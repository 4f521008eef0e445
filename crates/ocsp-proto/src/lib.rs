//! OCSP Protocol Implementation
//!
//! This crate implements the client side of the Online Certificate Status
//! Protocol as defined in RFC 6960, with nonces per RFC 8954. It performs no
//! network I/O; see the `ocsp-client` crate for transport and orchestration.
//!
//! # Features
//!
//! - Certificate input normalization (PEM, DER, rustls handles, parsed)
//! - Authority Information Access lookup
//! - OCSP request encoding with SHA-1 or SHA-2 CertIDs and random nonces
//! - Response decoding and validation: status, responder resolution,
//!   signature and delegated-responder checks, nonce and CertID matching
//! - Pluggable cryptography through [`CryptoEngine`]
//!
//! # Example
//!
//! ```rust,no_run
//! use ocsp_proto::{
//!     Certificate, DefaultCryptoEngine, OcspRequestBuilder, ResponseValidator,
//!     ValidationContext,
//! };
//!
//! # fn main() -> Result<(), Box<dyn std::error::Error>> {
//! let cert = Certificate::from_pem(&std::fs::read_to_string("leaf.pem")?)?;
//! let issuer = Certificate::from_pem(&std::fs::read_to_string("issuer.pem")?)?;
//! let engine = DefaultCryptoEngine::new();
//!
//! // Build the request and send it to the responder
//! let request = OcspRequestBuilder::new(&engine).build(&cert, &issuer)?;
//! let response_bytes: Vec<u8> = Vec::new(); // POST request.to_der() here
//!
//! let verdict = ResponseValidator::new(&engine).validate(
//!     &response_bytes,
//!     &ValidationContext {
//!         certificate: &cert,
//!         issuer: &issuer,
//!         responder_certificate: None,
//!         nonce: request.nonce(),
//!         validate_signature: true,
//!         include_raw_response: false,
//!         ocsp_url: "http://ocsp.example.com",
//!     },
//! )?;
//! println!("{}", verdict.status);
//! # Ok(())
//! # }
//! ```

pub mod ca_info;
pub mod cert_id;
pub mod certificate;
pub mod crypto;
pub mod der;
pub mod error;
pub mod request;
pub mod response;
pub mod validator;
pub mod verdict;

pub use ca_info::{get_ca_info, CaInfo};
pub use cert_id::CertId;
pub use certificate::{
    decode_der_or_pem, AccessDescription, AccessMethod, Certificate, CertificateInput,
};
pub use crypto::{CryptoEngine, DefaultCryptoEngine, HashAlgorithm, SignatureAlgorithm};
pub use error::{NetworkStep, OcspError, Result};
pub use request::{OcspRequest, OcspRequestBuilder, NONCE_LEN};
pub use response::{
    BasicOcspResponse, OcspResponse, OcspResponseStatus, ResponderId, SingleResponse,
    SingleStatus,
};
pub use validator::{ResponseValidator, SignerSource, ValidationContext};
pub use verdict::{CertStatus, RevocationReason, Verdict};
+ + + + +
- **Task directions**:
Write out the records. Leave nothing out and change nothing.

- **Reply**:
repository 4f521008eef0e445
filename crates/ocsp-proto/src/lib.rs
//! OCSP Protocol Implementation
//!
//! This crate implements the client side of the Online Certificate Status
//! Protocol as defined in RFC 6960, with nonces per RFC 8954. It performs no
//! network I/O; see the `ocsp-client` crate for transport and orchestration.
//!
//! # Features
//!
//! - Certificate input normalization (PEM, DER, rustls handles, parsed)
//! - Authority Information Access lookup
//! - OCSP request encoding with SHA-1 or SHA-2 CertIDs and random nonces
//! - Response decoding and validation: status, responder resolution,
//!   signature and delegated-responder checks, nonce and CertID matching
//! - Pluggable cryptography through [`CryptoEngine`]
//!
//! # Example
//!
//! ```rust,no_run
//! use ocsp_proto::{
//!     Certificate, DefaultCryptoEngine, OcspRequestBuilder, ResponseValidator,
//!     ValidationContext,
//! };
//!
//! # fn main() -> Result<(), Box<dyn std::error::Error>> {
//! let cert = Certificate::from_pem(&std::fs::read_to_string("leaf.pem")?)?;
//! let issuer = Certificate::from_pem(&std::fs::read_to_string("issuer.pem")?)?;
//! let engine = DefaultCryptoEngine::new();
//!
//! // Build the request and send it to the responder
//! let request = OcspRequestBuilder::new(&engine).build(&cert, &issuer)?;
//! let response_bytes: Vec<u8> = Vec::new(); // POST request.to_der() here
//!
//! let verdict = ResponseValidator::new(&engine).validate(
//!     &response_bytes,
//!     &ValidationContext {
//!         certificate: &cert,
//!         issuer: &issuer,
//!         responder_certificate: None,
//!         nonce: request.nonce(),
//!         validate_signature: true,
//!         include_raw_response: false,
//!         ocsp_url: "http://ocsp.example.com",
//!     },
//! )?;
//! println!("{}", verdict.status);
//! # Ok(())
//! # }
//! ```

pub mod ca_info;
pub mod cert_id;
pub mod certificate;
pub mod crypto;
pub mod der;
pub mod error;
pub mod request;
pub mod response;
pub mod validator;
pub mod verdict;

pub use ca_info::{get_ca_info, CaInfo};
pub use cert_id::CertId;
pub use certificate::{
    decode_der_or_pem, AccessDescription, AccessMethod, Certificate, CertificateInput,
};
pub use crypto::{CryptoEngine, DefaultCryptoEngine, HashAlgorithm, SignatureAlgorithm};
pub use error::{NetworkStep, OcspError, Result};
pub use request::{OcspRequest, OcspRequestBuilder, NONCE_LEN};
pub use response::{
    BasicOcspResponse, OcspResponse, OcspResponseStatus, ResponderId, SingleResponse,
    SingleStatus,
};
pub use validator::{ResponseValidator, SignerSource, ValidationContext};
pub use verdict::{CertStatus, RevocationReason, Verdict};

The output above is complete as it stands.